*TASK INPUTS*
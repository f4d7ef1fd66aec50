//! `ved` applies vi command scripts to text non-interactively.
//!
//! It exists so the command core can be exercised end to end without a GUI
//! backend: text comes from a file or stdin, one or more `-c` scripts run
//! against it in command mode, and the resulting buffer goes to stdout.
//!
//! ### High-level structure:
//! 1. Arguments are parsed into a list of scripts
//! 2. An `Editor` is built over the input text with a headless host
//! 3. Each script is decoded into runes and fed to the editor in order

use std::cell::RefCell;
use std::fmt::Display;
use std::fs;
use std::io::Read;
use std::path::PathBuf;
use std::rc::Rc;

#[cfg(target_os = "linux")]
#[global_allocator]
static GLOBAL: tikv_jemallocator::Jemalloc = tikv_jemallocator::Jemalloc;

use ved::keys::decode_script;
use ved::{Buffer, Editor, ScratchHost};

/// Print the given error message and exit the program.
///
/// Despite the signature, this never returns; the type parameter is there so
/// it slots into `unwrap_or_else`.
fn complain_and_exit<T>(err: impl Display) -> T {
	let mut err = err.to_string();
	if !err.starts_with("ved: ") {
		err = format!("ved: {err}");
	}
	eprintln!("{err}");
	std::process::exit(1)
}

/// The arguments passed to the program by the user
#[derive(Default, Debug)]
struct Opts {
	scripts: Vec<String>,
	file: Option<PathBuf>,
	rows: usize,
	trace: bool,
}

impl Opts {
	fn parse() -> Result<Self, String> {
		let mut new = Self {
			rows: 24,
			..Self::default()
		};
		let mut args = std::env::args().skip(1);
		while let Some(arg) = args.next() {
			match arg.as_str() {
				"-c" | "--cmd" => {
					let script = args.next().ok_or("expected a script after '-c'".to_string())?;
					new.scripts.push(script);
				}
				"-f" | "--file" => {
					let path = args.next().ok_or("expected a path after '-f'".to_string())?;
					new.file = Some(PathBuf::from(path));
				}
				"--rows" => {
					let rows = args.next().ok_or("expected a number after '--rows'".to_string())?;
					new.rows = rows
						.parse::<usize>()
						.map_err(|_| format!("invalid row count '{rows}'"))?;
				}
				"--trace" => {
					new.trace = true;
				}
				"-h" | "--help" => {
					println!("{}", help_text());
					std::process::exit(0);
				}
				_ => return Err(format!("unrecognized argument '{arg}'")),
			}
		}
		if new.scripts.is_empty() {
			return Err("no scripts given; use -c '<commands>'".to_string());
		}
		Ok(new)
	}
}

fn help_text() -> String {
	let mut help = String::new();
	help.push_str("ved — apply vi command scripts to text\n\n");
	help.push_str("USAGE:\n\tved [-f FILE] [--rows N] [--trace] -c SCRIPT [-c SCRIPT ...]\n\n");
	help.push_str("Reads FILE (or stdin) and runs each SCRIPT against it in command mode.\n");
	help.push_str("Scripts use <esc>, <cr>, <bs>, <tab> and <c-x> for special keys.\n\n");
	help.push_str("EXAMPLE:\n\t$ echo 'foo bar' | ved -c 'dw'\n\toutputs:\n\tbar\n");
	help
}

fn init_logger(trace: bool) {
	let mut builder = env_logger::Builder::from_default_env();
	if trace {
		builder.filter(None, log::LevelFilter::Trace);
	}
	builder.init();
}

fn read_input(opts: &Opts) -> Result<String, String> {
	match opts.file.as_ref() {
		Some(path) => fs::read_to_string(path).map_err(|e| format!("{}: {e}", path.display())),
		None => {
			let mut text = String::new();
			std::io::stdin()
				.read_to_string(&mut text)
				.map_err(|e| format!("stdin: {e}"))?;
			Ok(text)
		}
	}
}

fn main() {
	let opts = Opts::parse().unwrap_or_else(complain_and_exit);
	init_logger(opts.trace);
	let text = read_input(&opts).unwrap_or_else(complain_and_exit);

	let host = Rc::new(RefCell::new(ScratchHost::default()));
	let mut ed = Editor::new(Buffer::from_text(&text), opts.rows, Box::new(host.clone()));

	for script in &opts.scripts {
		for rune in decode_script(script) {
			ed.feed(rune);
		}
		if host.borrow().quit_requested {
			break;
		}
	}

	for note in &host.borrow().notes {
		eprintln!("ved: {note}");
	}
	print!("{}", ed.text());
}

==

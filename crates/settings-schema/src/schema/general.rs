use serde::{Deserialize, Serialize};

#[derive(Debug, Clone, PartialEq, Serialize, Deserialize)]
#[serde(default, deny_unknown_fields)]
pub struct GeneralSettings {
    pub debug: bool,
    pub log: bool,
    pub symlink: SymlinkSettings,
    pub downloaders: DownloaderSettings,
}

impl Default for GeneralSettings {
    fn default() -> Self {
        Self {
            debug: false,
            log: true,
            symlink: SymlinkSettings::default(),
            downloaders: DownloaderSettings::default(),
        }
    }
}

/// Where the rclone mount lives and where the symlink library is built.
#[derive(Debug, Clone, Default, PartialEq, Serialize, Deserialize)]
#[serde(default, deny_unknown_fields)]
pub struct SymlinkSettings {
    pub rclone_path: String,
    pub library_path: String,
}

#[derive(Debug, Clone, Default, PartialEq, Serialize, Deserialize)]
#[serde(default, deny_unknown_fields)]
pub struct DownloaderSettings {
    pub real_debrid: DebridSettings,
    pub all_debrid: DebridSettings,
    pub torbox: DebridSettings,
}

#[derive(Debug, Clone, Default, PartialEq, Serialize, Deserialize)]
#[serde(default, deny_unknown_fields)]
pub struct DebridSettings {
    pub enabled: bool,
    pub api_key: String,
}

*WHAT YOU HAVE TO DO*
Copy each line of the records containing the string "DownloaderSettings".

*OUTPUT FOR THIS EXERCISE*
    pub downloaders: DownloaderSettings,
            downloaders: DownloaderSettings::default(),
pub struct DownloaderSettings {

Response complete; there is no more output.